Não no sentido bonito e poético que as pessoas dizem quando estão tentando se encontrar. Eu realmente não sei quem sou. Não tenho sobrenome. Não tenho uma história que me conte de onde vim. Só existo.
Me deixaram num orfanato quando era bebê. Ninguém foi me buscar. E quando completei dezoito anos, me colocaram para fora com uma mochila velha e a frase: "Boa sorte."
Desde então, moro numa cabana caindo aos pedaços no fim de uma estrada de terra, onde ninguém se importa se você desaparece por dias. As paredes são finas, o telhado pinga quando chove, e a luz oscila como se tivesse medo da própria sombra.
É silencioso aqui.
Quer dizer… deveria ser.
Mas, às vezes, eu escuto. Vozes. Sussurros. E o pior: sei que não são meus pensamentos.
Elas me chamam pelo nome. Sussurram no vento, entre as folhas das árvores. Às vezes à noite, quando o céu está limpo e a lua cheia, é como se ela… falasse comigo.
Sim. A lua.
— Está quase na hora...
— Ele vai sentir você...
— A marca vai despertar...
Eu me encolho na cama, abraço meus joelhos e juro que não vou enlouquecer. Mas juro ainda mais que não vou ignorar.
Porque está ficando pior. O calor nas minhas veias. O cheiro do mundo mais forte do que deveria ser. O som do coração dos outros batendo à distância. As visões. Os sonhos com olhos dourados em meio à floresta.
As pessoas da cidade dizem que eu sou louca. Me evitam. Murmuram coisas quando passo com minha bicicleta velha e meu casaco puído. Dizem que tenho “algo no olhar”. Que meus cabelos são estranhos — muito claros, quase brancos. Como os de uma bruxa.
Talvez eu seja.
Nunca consegui manter um emprego. Sempre parece que estou em outro mundo. Nunca tive amigos. Nunca tive alguém.

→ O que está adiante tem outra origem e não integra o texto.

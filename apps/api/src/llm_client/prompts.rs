// Shared prompt fragments. Each feature that calls the model keeps its own
// prompts.rs alongside it; only cross-cutting text lives here.

/// Who the assistant is, in every feature.
pub const PERSONA: &str = "You are \"Rungroj AI\" (รุ่งโรจน์ AI), the assistant of \
    \"Rungroj Carrent\", a car rental company in Udon Thani, Thailand.";

/// System prompt fragment that enforces JSON-only output.
pub const JSON_ONLY_SYSTEM: &str = "You are a precise, structured assistant. \
    You MUST respond with valid JSON only. \
    Do NOT include any text outside the JSON object. \
    Do NOT use markdown code fences. \
    Do NOT include explanations or apologies.";

/// Substitutes `{key}` placeholders in one left-to-right pass.
///
/// Inserted values are never re-scanned, so user text containing `{...}`
/// stays literal. Unknown placeholders and bare braces are kept as-is.
pub fn fill_template(template: &str, vars: &[(&str, &str)]) -> String {
    let mut out = String::with_capacity(template.len());
    let mut rest = template;

    while let Some(start) = rest.find('{') {
        out.push_str(&rest[..start]);
        let tail = &rest[start + 1..];
        let hit = vars
            .iter()
            .find(|(key, _)| tail.starts_with(key) && tail[key.len()..].starts_with('}'));
        match hit {
            Some((key, value)) => {
                out.push_str(value);
                rest = &tail[key.len() + 1..];
            }
            None => {
                out.push('{');
                rest = tail;
            }
        }
    }

    out.push_str(rest);
    out
}

#[cfg(test)]
mod tests {
    use super::*;

    #[test]
    fn test_fill_template_replaces_all_occurrences() {
        let out = fill_template("{a} and {b} and {a}", &[("a", "1"), ("b", "2")]);
        assert_eq!(out, "1 and 2 and 1");
    }

    #[test]
    fn test_fill_template_keeps_literal_braces() {
        let out = fill_template("{\n  \"x\": {v}\n}", &[("v", "3")]);
        assert_eq!(out, "{\n  \"x\": 3\n}");
    }

    #[test]
    fn test_fill_template_does_not_rescan_values() {
        let out = fill_template("{a} / {b}", &[("a", "{b}"), ("b", "two")]);
        assert_eq!(out, "{b} / two");
    }

    #[test]
    fn test_fill_template_unknown_placeholder_untouched() {
        assert_eq!(fill_template("hi {name}", &[("other", "x")]), "hi {name}");
    }

    #[test]
    fn test_fill_template_handles_thai_text() {
        let out = fill_template("ใช้: {use}", &[("use", "เที่ยวกับครอบครัว")]);
        assert_eq!(out, "ใช้: เที่ยวกับครอบครัว");
    }
}
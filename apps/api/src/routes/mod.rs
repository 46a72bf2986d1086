pub mod health;

use axum::{
    routing::{get, post},
    Router,
};

use crate::booking::handlers::handle_create_booking;
use crate::catalog::handlers::{handle_get_vehicle, handle_list_vehicles};
use crate::recommendation::handlers::handle_recommend;
use crate::state::AppState;
use crate::support::handlers::handle_answer;

pub fn build_router(state: AppState) -> Router {
    Router::new()
        .route("/health", get(health::health_handler))
        // Catalog
        .route("/api/v1/vehicles", get(handle_list_vehicles))
        .route("/api/v1/vehicles/:name", get(handle_get_vehicle))
        // Model-backed actions: always 200 with {data, error}
        .route("/api/v1/recommendations", post(handle_recommend))
        .route("/api/v1/support/answer", post(handle_answer))
        // Booking
        .route("/api/v1/bookings", post(handle_create_booking))
        .with_state(state)
}
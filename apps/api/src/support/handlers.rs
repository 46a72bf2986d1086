use axum::{extract::rejection::JsonRejection, extract::State, Json};
use tracing::info;

use crate::envelope::{ActionResult, MALFORMED_BODY_MESSAGE};
use crate::state::AppState;
use crate::support::agent::{Answer, AnswerQuestionInput};

/// POST /api/v1/support/answer
pub async fn handle_answer(
    State(state): State<AppState>,
    body: Result<Json<AnswerQuestionInput>, JsonRejection>,
) -> Json<ActionResult<Answer>> {
    let Json(input) = match body {
        Ok(body) => body,
        Err(rejection) => {
            info!("support body rejected: {rejection}");
            return Json(ActionResult::failure(MALFORMED_BODY_MESSAGE));
        }
    };

    Json(state.support.answer(&input).await)
}
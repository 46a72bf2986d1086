use axum::{extract::rejection::JsonRejection, extract::State, Json};
use tracing::info;

use crate::envelope::{ActionResult, MALFORMED_BODY_MESSAGE};
use crate::recommendation::generation::RecommendationResponse;
use crate::recommendation::validation::RawRecommendationInput;
use crate::state::AppState;

/// POST /api/v1/recommendations
///
/// Always answers 200 with `{data, error}`; even an unreadable body becomes
/// an `error` envelope rather than an extractor rejection.
pub async fn handle_recommend(
    State(state): State<AppState>,
    body: Result<Json<RawRecommendationInput>, JsonRejection>,
) -> Json<ActionResult<RecommendationResponse>> {
    let Json(raw) = match body {
        Ok(body) => body,
        Err(rejection) => {
            info!("recommendation body rejected: {rejection}");
            return Json(ActionResult::failure(MALFORMED_BODY_MESSAGE));
        }
    };

    Json(state.recommender.recommend(&raw).await)
}
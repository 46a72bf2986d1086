//! Booking form validation: the rules the booking dialog enforces,
//! re-checked server-side before a booking is accepted.

use chrono::{DateTime, FixedOffset, NaiveTime, Utc};
use serde::Deserialize;

use crate::catalog::{Catalog, Vehicle};
use crate::errors::ValidationErrors;

const MIN_NAME_CHARS: usize = 2;
const MIN_PHONE_CHARS: usize = 10;
/// Udon Thani local time, UTC+7 with no DST. "Today" is judged here.
const BANGKOK_OFFSET_SECS: i32 = 7 * 3600;

/// Where the car is handed over and returned.
#[derive(Debug, Clone, Copy, PartialEq, Eq)]
pub enum PickupLocation {
    UdonThaniAirport,
    MainBranch,
    Other,
}

impl PickupLocation {
    /// Parses the select value sent by the form.
    pub fn from_form_value(value: &str) -> Option<Self> {
        match value.trim() {
            "สนามบินอุดรธานี" => Some(PickupLocation::UdonThaniAirport),
            "สาขาหลัก rungroj carrent" => Some(PickupLocation::MainBranch),
            "อื่นๆ" => Some(PickupLocation::Other),
            _ => None,
        }
    }

    pub fn label(&self) -> &'static str {
        match self {
            PickupLocation::UdonThaniAirport => "สนามบินอุดรธานี",
            PickupLocation::MainBranch => "สาขาหลัก Rungroj Carrent",
            PickupLocation::Other => "อื่นๆ",
        }
    }
}

/// Booking form as submitted. Every field is optional on the wire and the
/// datetimes stay text until validation, so missing or malformed values
/// become field errors instead of a rejected body.
#[derive(Debug, Clone, Default, Deserialize)]
#[serde(rename_all = "camelCase")]
pub struct BookingRequest {
    pub vehicle_name: Option<String>,
    pub location: Option<String>,
    pub other_location: Option<String>,
    /// RFC 3339, e.g. `2026-03-11T10:00:00+07:00`.
    pub pickup_date_time: Option<String>,
    pub return_date_time: Option<String>,
    pub customer_name: Option<String>,
    pub phone: Option<String>,
    pub contact: Option<String>,
    pub special_requests: Option<String>,
}

/// A booking that passed every rule.
#[derive(Debug, Clone, PartialEq)]
pub struct ValidatedBooking {
    pub vehicle: Vehicle,
    pub location: PickupLocation,
    /// Free-text address, set only for `PickupLocation::Other`.
    pub other_location: Option<String>,
    pub pickup: DateTime<Utc>,
    pub return_at: DateTime<Utc>,
    pub customer_name: String,
    pub phone: String,
    pub contact: Option<String>,
    pub special_requests: Option<String>,
}

impl ValidatedBooking {
    /// Whole days billed, rounding any started day up. At least one.
    pub fn rental_days(&self) -> u32 {
        let secs = (self.return_at - self.pickup).num_seconds().max(1);
        let days = (secs + 86_399) / 86_400;
        days as u32
    }

    pub fn estimated_price(&self) -> u64 {
        u64::from(self.rental_days()) * u64::from(self.vehicle.price)
    }

    /// Human-readable hand-over place.
    pub fn location_label(&self) -> String {
        match (&self.location, &self.other_location) {
            (PickupLocation::Other, Some(place)) => place.clone(),
            (location, _) => location.label().to_string(),
        }
    }
}

fn non_blank(value: &Option<String>) -> Option<String> {
    value
        .as_deref()
        .map(str::trim)
        .filter(|s| !s.is_empty())
        .map(str::to_string)
}

/// Parses an RFC 3339 timestamp. Blank or absent yields `Ok(None)`.
fn parse_date_time(raw: &Option<String>) -> Result<Option<DateTime<Utc>>, chrono::ParseError> {
    match non_blank(raw) {
        None => Ok(None),
        Some(text) => DateTime::parse_from_rfc3339(&text).map(|dt| Some(dt.with_timezone(&Utc))),
    }
}

/// Start of the current calendar day in Udon Thani, as UTC.
fn start_of_local_day(now: DateTime<Utc>) -> DateTime<Utc> {
    let Some(offset) = FixedOffset::east_opt(BANGKOK_OFFSET_SECS) else {
        return now;
    };
    let local_midnight = now
        .with_timezone(&offset)
        .date_naive()
        .and_time(NaiveTime::MIN);
    local_midnight
        .and_local_timezone(offset)
        .single()
        .map(|dt| dt.with_timezone(&Utc))
        .unwrap_or(now)
}

/// Checks a booking against the catalog. `now` is injected so the
/// "not in the past" rule is testable.
pub fn validate_booking(
    request: &BookingRequest,
    catalog: &Catalog,
    now: DateTime<Utc>,
) -> Result<ValidatedBooking, ValidationErrors> {
    let mut errors = ValidationErrors::new();

    let vehicle = match non_blank(&request.vehicle_name) {
        None => {
            errors.push("vehicleName", "กรุณาเลือกรถที่ต้องการจอง");
            None
        }
        Some(name) => match catalog.find(&name) {
            Some(v) => Some(v.clone()),
            None => {
                errors.push("vehicleName", format!("ไม่พบรถรุ่น {name}"));
                None
            }
        },
    };

    let location = match request.location.as_deref().map(PickupLocation::from_form_value) {
        Some(Some(location)) => Some(location),
        _ => {
            errors.push("location", "กรุณาเลือกสถานที่รับ-คืนรถ");
            None
        }
    };

    let other_location = non_blank(&request.other_location);
    if location == Some(PickupLocation::Other) && other_location.is_none() {
        errors.push("otherLocation", "กรุณาระบุสถานที่อื่นๆ");
    }

    let pickup = match parse_date_time(&request.pickup_date_time) {
        Ok(Some(p)) => {
            if p < start_of_local_day(now) {
                errors.push("pickupDateTime", "ไม่สามารถเลือกวันรับรถที่ผ่านมาแล้ว");
            }
            Some(p)
        }
        Ok(None) => {
            errors.push("pickupDateTime", "กรุณาเลือกวันและเวลารับรถ");
            None
        }
        Err(_) => {
            errors.push("pickupDateTime", "รูปแบบวันและเวลารับรถไม่ถูกต้อง");
            None
        }
    };

    let return_at = match parse_date_time(&request.return_date_time) {
        Ok(Some(r)) => {
            if pickup.is_some_and(|p| r <= p) {
                errors.push(
                    "returnDateTime",
                    "วันและเวลาคืนรถต้องอยู่หลังวันและเวลารับรถ",
                );
            }
            Some(r)
        }
        Ok(None) => {
            errors.push("returnDateTime", "กรุณาเลือกวันและเวลาคืนรถ");
            None
        }
        Err(_) => {
            errors.push("returnDateTime", "รูปแบบวันและเวลาคืนรถไม่ถูกต้อง");
            None
        }
    };

    let customer_name = non_blank(&request.customer_name).unwrap_or_default();
    if customer_name.chars().count() < MIN_NAME_CHARS {
        errors.push("customerName", "กรุณากรอกชื่อ-นามสกุล");
    }

    let phone = non_blank(&request.phone).unwrap_or_default();
    if phone.chars().count() < MIN_PHONE_CHARS {
        errors.push("phone", "กรุณากรอกเบอร์โทรศัพท์ให้ถูกต้อง");
    }

    errors.into_result()?;

    match (vehicle, location, pickup, return_at) {
        (Some(vehicle), Some(location), Some(pickup), Some(return_at)) => Ok(ValidatedBooking {
            vehicle,
            location,
            other_location: other_location.filter(|_| location == PickupLocation::Other),
            pickup,
            return_at,
            customer_name,
            phone,
            contact: non_blank(&request.contact),
            special_requests: non_blank(&request.special_requests),
        }),
        // Every None above recorded an error, so this arm is unreachable.
        _ => {
            let mut errors = ValidationErrors::new();
            errors.push("booking", "ข้อมูลการจองไม่ครบถ้วน");
            Err(errors)
        }
    }
}

#[cfg(test)]
mod tests {
    use super::*;
    use chrono::{Duration, TimeZone};

    // 2026-03-10 09:00 in Udon Thani
    fn now() -> DateTime<Utc> {
        Utc.with_ymd_and_hms(2026, 3, 10, 2, 0, 0).unwrap()
    }

    fn stamp(dt: DateTime<Utc>) -> Option<String> {
        Some(dt.to_rfc3339())
    }

    fn valid_request() -> BookingRequest {
        BookingRequest {
            vehicle_name: Some("Toyota Veloz".to_string()),
            location: Some("สนามบินอุดรธานี".to_string()),
            other_location: None,
            pickup_date_time: stamp(now() + Duration::days(1)),
            return_date_time: stamp(now() + Duration::days(3)),
            customer_name: Some("สมชาย ใจดี".to_string()),
            phone: Some("0812345678".to_string()),
            contact: Some("line: somchai".to_string()),
            special_requests: Some("  ".to_string()),
        }
    }

    fn fields(err: &ValidationErrors) -> Vec<&'static str> {
        err.fields().iter().map(|e| e.field).collect()
    }

    #[test]
    fn test_valid_booking_passes() {
        let booking = validate_booking(&valid_request(), &Catalog::fleet(), now()).unwrap();
        assert_eq!(booking.vehicle.name, "Toyota Veloz");
        assert_eq!(booking.location, PickupLocation::UdonThaniAirport);
        assert_eq!(booking.rental_days(), 2);
        assert_eq!(booking.estimated_price(), 2 * 1070);
        assert_eq!(booking.contact.as_deref(), Some("line: somchai"));
        assert!(booking.special_requests.is_none());
    }

    #[test]
    fn test_empty_form_reports_every_required_field() {
        let err =
            validate_booking(&BookingRequest::default(), &Catalog::fleet(), now()).unwrap_err();
        assert_eq!(
            fields(&err),
            vec![
                "vehicleName",
                "location",
                "pickupDateTime",
                "returnDateTime",
                "customerName",
                "phone"
            ]
        );
    }

    #[test]
    fn test_unknown_vehicle_is_rejected() {
        let mut req = valid_request();
        req.vehicle_name = Some("Tesla Model S".to_string());
        let err = validate_booking(&req, &Catalog::fleet(), now()).unwrap_err();
        assert_eq!(fields(&err), vec!["vehicleName"]);
    }

    #[test]
    fn test_unknown_location_is_rejected() {
        let mut req = valid_request();
        req.location = Some("Bangkok".to_string());
        let err = validate_booking(&req, &Catalog::fleet(), now()).unwrap_err();
        assert_eq!(fields(&err), vec!["location"]);
    }

    #[test]
    fn test_other_location_requires_text() {
        let mut req = valid_request();
        req.location = Some("อื่นๆ".to_string());
        let err = validate_booking(&req, &Catalog::fleet(), now()).unwrap_err();
        assert_eq!(fields(&err), vec!["otherLocation"]);

        req.other_location = Some("โรงแรมเซ็นทารา อุดรธานี".to_string());
        let booking = validate_booking(&req, &Catalog::fleet(), now()).unwrap();
        assert_eq!(booking.location_label(), "โรงแรมเซ็นทารา อุดรธานี");
    }

    #[test]
    fn test_other_location_ignored_for_fixed_locations() {
        let mut req = valid_request();
        req.other_location = Some("somewhere".to_string());
        let booking = validate_booking(&req, &Catalog::fleet(), now()).unwrap();
        assert!(booking.other_location.is_none());
        assert_eq!(booking.location_label(), "สนามบินอุดรธานี");
    }

    #[test]
    fn test_return_must_be_after_pickup() {
        let mut req = valid_request();
        req.return_date_time = req.pickup_date_time.clone();
        let err = validate_booking(&req, &Catalog::fleet(), now()).unwrap_err();
        assert_eq!(fields(&err), vec!["returnDateTime"]);

        req.return_date_time = stamp(now());
        let err = validate_booking(&req, &Catalog::fleet(), now()).unwrap_err();
        assert_eq!(fields(&err), vec!["returnDateTime"]);
    }

    #[test]
    fn test_pickup_earlier_today_is_allowed_but_yesterday_is_not() {
        let mut req = valid_request();
        // 00:30 local on the same day
        req.pickup_date_time = stamp(Utc.with_ymd_and_hms(2026, 3, 9, 17, 30, 0).unwrap());
        assert!(validate_booking(&req, &Catalog::fleet(), now()).is_ok());

        // 23:30 local the previous day
        req.pickup_date_time = stamp(Utc.with_ymd_and_hms(2026, 3, 9, 16, 30, 0).unwrap());
        let err = validate_booking(&req, &Catalog::fleet(), now()).unwrap_err();
        assert_eq!(fields(&err), vec!["pickupDateTime"]);
    }

    #[test]
    fn test_malformed_datetimes_are_field_errors() {
        let mut req = valid_request();
        req.pickup_date_time = Some("2030-01-01".to_string());
        req.return_date_time = Some("next tuesday".to_string());
        let err = validate_booking(&req, &Catalog::fleet(), now()).unwrap_err();
        assert_eq!(fields(&err), vec!["pickupDateTime", "returnDateTime"]);
    }

    #[test]
    fn test_blank_datetime_counts_as_missing() {
        let mut req = valid_request();
        req.pickup_date_time = Some("  ".to_string());
        let err = validate_booking(&req, &Catalog::fleet(), now()).unwrap_err();
        assert_eq!(fields(&err), vec!["pickupDateTime"]);
        assert!(err.to_string().contains("กรุณาเลือกวันและเวลารับรถ"));
    }

    #[test]
    fn test_short_name_and_phone_rejected() {
        let mut req = valid_request();
        req.customer_name = Some("ก".to_string());
        req.phone = Some("081234".to_string());
        let err = validate_booking(&req, &Catalog::fleet(), now()).unwrap_err();
        assert_eq!(fields(&err), vec!["customerName", "phone"]);
    }

    #[test]
    fn test_partial_day_rounds_up() {
        let mut req = valid_request();
        req.return_date_time = stamp(now() + Duration::days(1) + Duration::hours(5));
        let booking = validate_booking(&req, &Catalog::fleet(), now()).unwrap();
        assert_eq!(booking.rental_days(), 1);

        req.return_date_time = stamp(now() + Duration::days(2) + Duration::minutes(1));
        let booking = validate_booking(&req, &Catalog::fleet(), now()).unwrap();
        assert_eq!(booking.rental_days(), 2);
    }

    #[test]
    fn test_request_deserializes_rfc3339_with_offset() {
        let req: BookingRequest = serde_json::from_str(
            r#"{
                "vehicleName": "Honda City",
                "location": "สาขาหลัก rungroj carrent",
                "pickupDateTime": "2026-03-11T10:00:00+07:00",
                "returnDateTime": "2026-03-12T10:00:00+07:00",
                "customerName": "Somchai",
                "phone": "0812345678"
            }"#,
        )
        .unwrap();
        let booking = validate_booking(&req, &Catalog::fleet(), now()).unwrap();
        assert_eq!(booking.pickup, Utc.with_ymd_and_hms(2026, 3, 11, 3, 0, 0).unwrap());
        assert_eq!(booking.location, PickupLocation::MainBranch);
        assert_eq!(booking.rental_days(), 1);
    }
}
//! Action boundary for recommendations.
//!
//! The only place a failure becomes a terminal result. Callers always get an
//! `ActionResult`; internal detail goes to the log, never to the caller.

use std::sync::Arc;

use tracing::{error, info, warn};

use crate::catalog::Catalog;
use crate::envelope::ActionResult;
use crate::llm_client::TextGenerator;
use crate::recommendation::generation::{
    GenerationClient, RecommendationResponse, RECOMMENDATION_SCHEMA,
};
use crate::recommendation::post_validation::ensure_in_fleet;
use crate::recommendation::prompts::build_prompt;
use crate::recommendation::validation::{validate_request, RawRecommendationInput};
use crate::recommendation::RecommendationError;

pub const GENERATION_FAILED_MESSAGE: &str =
    "An unexpected error occurred while getting a recommendation. Please try again later.";
pub const NOT_IN_FLEET_MESSAGE: &str =
    "The recommended vehicle is not in our fleet. Please rephrase your request and try again.";

#[derive(Clone)]
pub struct Recommender {
    catalog: Arc<Catalog>,
    generation: GenerationClient,
}

impl Recommender {
    pub fn new(catalog: Arc<Catalog>, generator: Arc<dyn TextGenerator>) -> Self {
        Self {
            catalog,
            generation: GenerationClient::new(generator),
        }
    }

    pub async fn recommend(
        &self,
        raw: &RawRecommendationInput,
    ) -> ActionResult<RecommendationResponse> {
        match self.run(raw).await {
            Ok(response) => {
                info!(car = %response.recommended_car, "recommendation served");
                ActionResult::success(response)
            }
            Err(e) => ActionResult::failure(user_message(&e)),
        }
    }

    async fn run(
        &self,
        raw: &RawRecommendationInput,
    ) -> Result<RecommendationResponse, RecommendationError> {
        let request = validate_request(raw)?;
        let prompt = build_prompt(&request, &self.catalog, &RECOMMENDATION_SCHEMA);
        let response = self
            .generation
            .generate(&prompt, &RECOMMENDATION_SCHEMA)
            .await?;
        ensure_in_fleet(response, &self.catalog)
    }
}

/// Logs the full error and returns what the caller may see.
fn user_message(e: &RecommendationError) -> String {
    match e {
        RecommendationError::Validation(errors) => {
            info!("recommendation input rejected: {errors}");
            errors.to_string()
        }
        RecommendationError::Generation(cause) => {
            error!("recommendation generation failed: {cause}");
            GENERATION_FAILED_MESSAGE.to_string()
        }
        RecommendationError::NotInFleet { recommended } => {
            warn!("recommendation rejected, not in fleet: {recommended}");
            NOT_IN_FLEET_MESSAGE.to_string()
        }
    }
}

Mas mesmo sozinha, mesmo com medo…
…eu sinto.
Algo está vindo.
Algo que vai mudar tudo.
E mesmo sem saber por quê, ou quem realmente sou, uma parte de mim pulsa com uma certeza que não posso explicar:
Ele está me procurando.
E quando nos encontrarmos…
O mundo não será mais o mesmo.
O sofá afundava sob meu corpo magro, o cobertor envelhecido escorregando pelas minhas pernas enquanto eu fitava a lua pela janela rachada. Ela parecia maior naquela noite. Quase viva. Como se cada cratera pulsasse com uma luz ancestral que só eu conseguia enxergar.
Meus olhos estavam vidrados nela.
E então… eu ouvi.
“Venha.”
Não era uma voz. Não era som.
Era um sussurro dentro do sangue.
Meus pelos se eriçaram. Meu coração parou por um segundo.
O símbolo pálido que sempre existiu em meu ombro — que eu acreditava ser apenas uma mancha de nascença — brilhou em um dourado quase imperceptível. Ardente. Vivo.
“Você é nossa.”
Minha respiração prendeu.
O vento soprou por baixo da porta como um beijo gélido no tornozelo, e o silêncio que antes me acolhia parecia agora conter algo prestes a explodir.
Sem pensar, me levantei.
Dei um passo. Outro. Os pés descalços tocando o chão frio como se a casa já não me pertencesse.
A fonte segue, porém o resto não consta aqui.